Header Ads


  • Breaking News

    Menanti Terang, Selepas Badai

    Jakarta (Mimbar Indonesia) - Hampir setahun sudah, perpecahan melanda partai berlambang pohon beringin. Dualisme kepengurusan tersebut terjadi setelah gelaran Musyawarah Nasional (Munas) IX di Bali, pada tanggal 30 November-4 Desember 2014, yang diikuti pelaksanaan Munas tandingan di Jakarta yang digelar di Ancol pada tanggal 6-8 Desember 2014. Munas Bali menetapkan terpilihnya kembali Aburizal Bakrie sebagai ketua umum, sedangkan Munas Ancol memilih Agung Laksono selaku ketua umum. Sepanjang sejarah Golkar, ini lah konflik paling terbuka dan terpanjang karena hadirnya kepengurusan ganda yang belum berakhir hingga kini.

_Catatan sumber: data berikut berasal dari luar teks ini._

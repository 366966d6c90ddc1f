//! Hardcoded camera-control and scene constants.
//!
//! Rates are expressed per millisecond because the integrator works on the
//! raw millisecond delta handed over by the display scheduler.

use glam::{DVec3, Vec3};

/// Pitch change while Page Up / Page Down is held (degrees per ms)
pub const PITCH_RATE: f64 = 0.1;

/// Yaw change while turning left / right (degrees per ms)
pub const YAW_RATE: f64 = 0.1;

/// Forward speed while moving (world units per ms)
pub const FORWARD_SPEED: f64 = 0.003;

/// Joint spin (degrees per second)
pub const JOINT_SPIN_DEG_PER_SEC: f64 = 45.0;

/// Angle fed into the walking bob. Never advanced, so the bob sits at rest.
pub const JOG_ANGLE_DEG: f64 = 0.0;

/// Divisor applied to the bob's sine
pub const BOB_AMPLITUDE_DIVISOR: f64 = 20.0;

/// Camera eye height the bob oscillates around
pub const EYE_HEIGHT: f64 = 0.4;

/// Camera start position
pub const START_POSITION: DVec3 = DVec3::new(0.0, EYE_HEIGHT, 20.0);

/// Vertical field of view (degrees)
pub const FOV_Y_DEG: f32 = 45.0;

/// Near clip plane
pub const Z_NEAR: f32 = 0.1;

/// Far clip plane
pub const Z_FAR: f32 = 100.0;

// --- Figure layout offsets, each relative to the previous one ---

pub const HEAD_OFFSET: Vec3 = Vec3::new(0.0, 3.0, 0.0);
pub const LEFT_ARM_OFFSET: Vec3 = Vec3::new(1.5, -3.0, 0.0);
pub const RIGHT_ARM_OFFSET: Vec3 = Vec3::new(-4.5, 0.0, 0.0);
pub const RIGHT_FOOT_OFFSET: Vec3 = Vec3::new(3.0, -4.0, 0.0);
pub const LEFT_FOOT_OFFSET: Vec3 = Vec3::new(-1.5, 0.0, 0.0);
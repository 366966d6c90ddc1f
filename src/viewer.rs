//! Browser glue: canvas lookup, key events and the requestAnimationFrame loop.
//!
//! All state lives in one `ViewerShell` shared between the frame callback and
//! the event listeners through `Rc<RefCell<_>>`; everything runs on the page's
//! single thread.

use std::cell::RefCell;
use std::rc::Rc;

use wasm_bindgen::prelude::*;
use wasm_bindgen::JsCast;

use crate::config::ViewerConfig;
use crate::driver::{FrameDriver, StopToken, TickOutcome};
use crate::error::ViewerError;
use crate::gpu::GpuContext;
use crate::scene::DrawList;

type FrameCallback = Rc<RefCell<Option<Closure<dyn FnMut(f64)>>>>;

struct ViewerShell {
    driver: FrameDriver,
    gpu: GpuContext,
    /// Reused every frame
    frame: DrawList,
}

/// DOM listener removed again when dropped
struct Listener {
    target: web_sys::EventTarget,
    kind: &'static str,
    callback: Closure<dyn FnMut(web_sys::Event)>,
}

impl Listener {
    fn attach(
        target: web_sys::EventTarget,
        kind: &'static str,
        callback: Closure<dyn FnMut(web_sys::Event)>,
    ) -> Result<Self, ViewerError> {
        target
            .add_event_listener_with_callback(kind, callback.as_ref().unchecked_ref())
            .map_err(|e| {
                ViewerError::ContextUnavailable(format!("cannot listen for {}: {:?}", kind, e))
            })?;
        Ok(Self {
            target,
            kind,
            callback,
        })
    }
}

impl Drop for Listener {
    fn drop(&mut self) {
        let _ = self
            .target
            .remove_event_listener_with_callback(self.kind, self.callback.as_ref().unchecked_ref());
    }
}

/// Handle returned to JavaScript by `start`
#[wasm_bindgen]
pub struct Viewer {
    shell: Rc<RefCell<ViewerShell>>,
    stop: StopToken,
    _listeners: Vec<Listener>,
}

#[wasm_bindgen]
impl Viewer {
    /// Stop the frame loop. Takes effect at the next tick.
    pub fn stop(&self) {
        self.stop.stop();
        log::info!("Viewer stopped");
    }

    pub fn is_running(&self) -> bool {
        !self.stop.is_stopped()
    }

    /// Resize the drawing surface (in device pixels)
    pub fn resize(&self, width: u32, height: u32) {
        let mut shell = self.shell.borrow_mut();
        shell.gpu.resize(width, height);
        let aspect = shell.gpu.aspect();
        shell.driver.set_aspect(aspect);
    }
}

/// Show a fatal error to the user
pub fn report_fatal(err: &ViewerError) {
    log::error!("{}", err);
    if let Some(window) = web_sys::window() {
        let _ = window.alert_with_message(&err.to_string());
    }
}

/// Start the viewer.
///
/// `options` is an optional object (`{ canvasId, logLevel, clearColor }`).
/// Start-up failures are alerted and reject the returned promise; no frame
/// is ever scheduled in that case.
#[wasm_bindgen]
pub async fn start(options: JsValue) -> Result<Viewer, JsValue> {
    let config: ViewerConfig = if options.is_undefined() || options.is_null() {
        ViewerConfig::default()
    } else {
        serde_wasm_bindgen::from_value(options)
            .map_err(|e| JsValue::from_str(&format!("Invalid viewer options: {}", e)))?
    };

    crate::init_logging(config.level());

    match launch(&config).await {
        Ok(viewer) => Ok(viewer),
        Err(err) => {
            report_fatal(&err);
            Err(err.into())
        }
    }
}

async fn launch(config: &ViewerConfig) -> Result<Viewer, ViewerError> {
    let window = web_sys::window()
        .ok_or_else(|| ViewerError::ContextUnavailable("no window".to_string()))?;
    let document = window
        .document()
        .ok_or_else(|| ViewerError::ContextUnavailable("no document".to_string()))?;
    let canvas = document
        .get_element_by_id(&config.canvas_id)
        .ok_or_else(|| {
            ViewerError::ContextUnavailable(format!("canvas '{}' not found", config.canvas_id))
        })?
        .dyn_into::<web_sys::HtmlCanvasElement>()
        .map_err(|_| {
            ViewerError::ContextUnavailable(format!("'{}' is not a canvas", config.canvas_id))
        })?;

    let gpu = GpuContext::new(canvas, config.clear_color).await?;
    let driver = FrameDriver::new(gpu.aspect());
    let stop = driver.stop_token();

    let shell = Rc::new(RefCell::new(ViewerShell {
        driver,
        gpu,
        frame: DrawList::default(),
    }));

    let listeners = vec![
        key_listener(&document, "keydown", true, &shell)?,
        key_listener(&document, "keyup", false, &shell)?,
        blur_listener(&window, &shell)?,
    ];

    run_frame_loop(&window, shell.clone())?;
    log::info!("Viewer started on canvas '{}'", config.canvas_id);

    Ok(Viewer {
        shell,
        stop,
        _listeners: listeners,
    })
}

fn key_listener(
    document: &web_sys::Document,
    kind: &'static str,
    pressed: bool,
    shell: &Rc<RefCell<ViewerShell>>,
) -> Result<Listener, ViewerError> {
    let shell = shell.clone();
    let callback: Closure<dyn FnMut(web_sys::Event)> = Closure::new(move |event: web_sys::Event| {
        let Some(event) = event.dyn_ref::<web_sys::KeyboardEvent>() else {
            return;
        };
        if let Ok(mut shell) = shell.try_borrow_mut() {
            shell.driver.set_key_state(event.key_code(), pressed);
        }
    });
    Listener::attach(document.clone().into(), kind, callback)
}

/// Keys released while the page is unfocused never send keyup
fn blur_listener(
    window: &web_sys::Window,
    shell: &Rc<RefCell<ViewerShell>>,
) -> Result<Listener, ViewerError> {
    let shell = shell.clone();
    let callback: Closure<dyn FnMut(web_sys::Event)> = Closure::new(move |_event: web_sys::Event| {
        if let Ok(mut shell) = shell.try_borrow_mut() {
            shell.driver.release_all_keys();
        }
    });
    Listener::attach(window.clone().into(), "blur", callback)
}

fn request_frame(window: &web_sys::Window, callback: &FrameCallback) -> Result<(), ViewerError> {
    let callback = callback.borrow();
    let Some(callback) = callback.as_ref() else {
        return Ok(());
    };
    window
        .request_animation_frame(callback.as_ref().unchecked_ref())
        .map(|_| ())
        .map_err(|e| ViewerError::ContextUnavailable(format!("requestAnimationFrame: {:?}", e)))
}

/// Schedule the first tick. Each tick reschedules itself before drawing.
fn run_frame_loop(
    window: &web_sys::Window,
    shell: Rc<RefCell<ViewerShell>>,
) -> Result<(), ViewerError> {
    let callback: FrameCallback = Rc::new(RefCell::new(None));
    let next = callback.clone();
    let scheduler = window.clone();

    *callback.borrow_mut() = Some(Closure::new(move |now: f64| {
        let mut shell = shell.borrow_mut();
        if shell.driver.is_stopped() {
            return;
        }

        if let Err(err) = request_frame(&scheduler, &next) {
            shell.driver.stop_token().stop();
            report_fatal(&err);
            return;
        }

        let ViewerShell { driver, gpu, frame } = &mut *shell;
        frame.clear();
        match driver.tick(now, frame) {
            Ok(TickOutcome::Continue) => gpu.render(frame),
            Ok(TickOutcome::Stopped) => {}
            Err(err) => report_fatal(&err),
        }
    }));

    request_frame(window, &callback)
}
//! Linear algebra primitives using glam, plus the in-place style transform
//! helpers the scene composer is written against.

pub use glam::{DVec3, Mat4, Vec3};

/// Degrees to radians, `degrees * π / 180`
#[inline]
pub fn deg_to_rad(degrees: f64) -> f64 {
    degrees * std::f64::consts::PI / 180.0
}

/// Extension trait composing a child transform onto a parent.
///
/// Every operation right-multiplies, so the new transform is expressed in the
/// local frame of `self`.
pub trait Mat4Transform {
    /// `self * T(offset)`
    fn translated(&self, offset: Vec3) -> Mat4;

    /// `self * R_y(radians)`
    fn rotated_y(&self, radians: f32) -> Mat4;
}

impl Mat4Transform for Mat4 {
    #[inline]
    fn translated(&self, offset: Vec3) -> Mat4 {
        *self * Mat4::from_translation(offset)
    }

    #[inline]
    fn rotated_y(&self, radians: f32) -> Mat4 {
        *self * Mat4::from_rotation_y(radians)
    }
}

#[cfg(test)]
mod tests {
    use super::*;

    #[test]
    fn test_deg_to_rad() {
        assert_eq!(deg_to_rad(0.0), 0.0);
        assert!((deg_to_rad(180.0) - std::f64::consts::PI).abs() < 1e-12);
        assert!((deg_to_rad(-90.0) + std::f64::consts::FRAC_PI_2).abs() < 1e-12);
    }

    #[test]
    fn test_translation_is_local_to_parent() {
        // Rotating a quarter turn then stepping +X lands on -Z in the parent
        let parent = Mat4::IDENTITY.rotated_y(std::f32::consts::FRAC_PI_2);
        let child = parent.translated(Vec3::X);
        let origin = child.transform_point3(Vec3::ZERO);
        assert!(origin.abs_diff_eq(Vec3::new(0.0, 0.0, -1.0), 1e-6), "{:?}", origin);
    }
}
use crate::camera::CameraPose;
use crate::constants::{BOB_AMPLITUDE_DIVISOR, EYE_HEIGHT, JOG_ANGLE_DEG, JOINT_SPIN_DEG_PER_SEC};
use crate::input::ControlRates;
use crate::math::deg_to_rad;

/// Animated state integrated once per frame.
///
/// Immutable value type - `advance` returns the next frame's state.
#[derive(Clone, Copy, Debug, PartialEq)]
pub struct Motion {
    /// Camera pose read by the composer
    pub camera: CameraPose,
    /// Head and torso spin (degrees)
    pub joint_angle: f64,
    /// Timestamp of the previous frame in ms, `None` before the first one
    pub last_time: Option<f64>,
}

impl Default for Motion {
    fn default() -> Self {
        Self {
            camera: CameraPose::default(),
            joint_angle: 0.0,
            last_time: None,
        }
    }
}

impl Motion {
    /// Integrate forward to `now` (ms) using the rates sampled this frame.
    ///
    /// The first call after start or `reset` only records the timestamp.
    pub fn advance(self, rates: ControlRates, now: f64) -> Motion {
        let Some(last) = self.last_time else {
            return Motion {
                last_time: Some(now),
                ..self
            };
        };
        let elapsed = now - last;

        let mut camera = self.camera;
        if rates.forward_speed != 0.0 {
            let yaw = deg_to_rad(camera.yaw);
            camera.position.x -= yaw.sin() * rates.forward_speed * elapsed;
            camera.position.z -= yaw.cos() * rates.forward_speed * elapsed;
            camera.position.y = bob_height();
        }

        camera.yaw += rates.yaw_rate * elapsed;
        camera.pitch += rates.pitch_rate * elapsed;

        Motion {
            camera,
            joint_angle: self.joint_angle - (JOINT_SPIN_DEG_PER_SEC * elapsed) / 1000.0,
            last_time: Some(now),
        }
    }

    /// Forget the previous timestamp so the next `advance` only re-arms the clock
    pub fn reset(self) -> Motion {
        Motion {
            last_time: None,
            ..self
        }
    }
}

/// Eye height while walking
fn bob_height() -> f64 {
    deg_to_rad(JOG_ANGLE_DEG).sin() / BOB_AMPLITUDE_DIVISOR + EYE_HEIGHT
}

    Sebelum Munas IX, Rapimnas Partai Golkar tahun 2014 di Yogyakarta pada tanggal 17-19 November 2014 merupakan babak awal dari konflik terbuka yang melanda partai berlambang pohon beringin. Pada Rapimnas Yogyakarta, isu ARB akan maju lagi atas desakan mayoritas DPD I dengan pelaksanaan Munas pada akhir bulan itu juga menjadi kenyataan. Dalam forum Rapimnas, mayoritas DPD I meminta Munas dilaksanakan secepatnya dan bersepakat bulat mengusung kembali ARB sebagai ketua umum Partai Golkar. Situasi yang membuat Agung Laksono bersama Priyo Budi Santoso, Agus Gumiwang, Agun Gunanjar, Airlangga Hartarto, Zainudin Amali, Yoris Raweyai dan sejumlah tokoh partai lainnya gerah dan menyiapkan langkah perlawanan, hingga akhirnya berwujud Munas ganda.

    Akbar Tanjung
    Sebenarnya, pada Munas IX yang digelar di Hotel Westin, Nusa Dua, Bali masih diupayakan ruang rekonsiliasi guna menghindari perpecahan. Upaya Akbar Tanjung dan sejumlah pinisepuh partai yang meminta semua kandidat ketua umum untuk bertarung di Bali adalah bentuk upaya penyatuan. Apalagi di Munas Bali, hampir seluruh pengurus provinsi (DPD I) dan kabupaten/kota (DPD II) hadir, serta perwakilan ormas pendiri dan didirikan turut hadir, namun upaya Akbar tersebut kandas.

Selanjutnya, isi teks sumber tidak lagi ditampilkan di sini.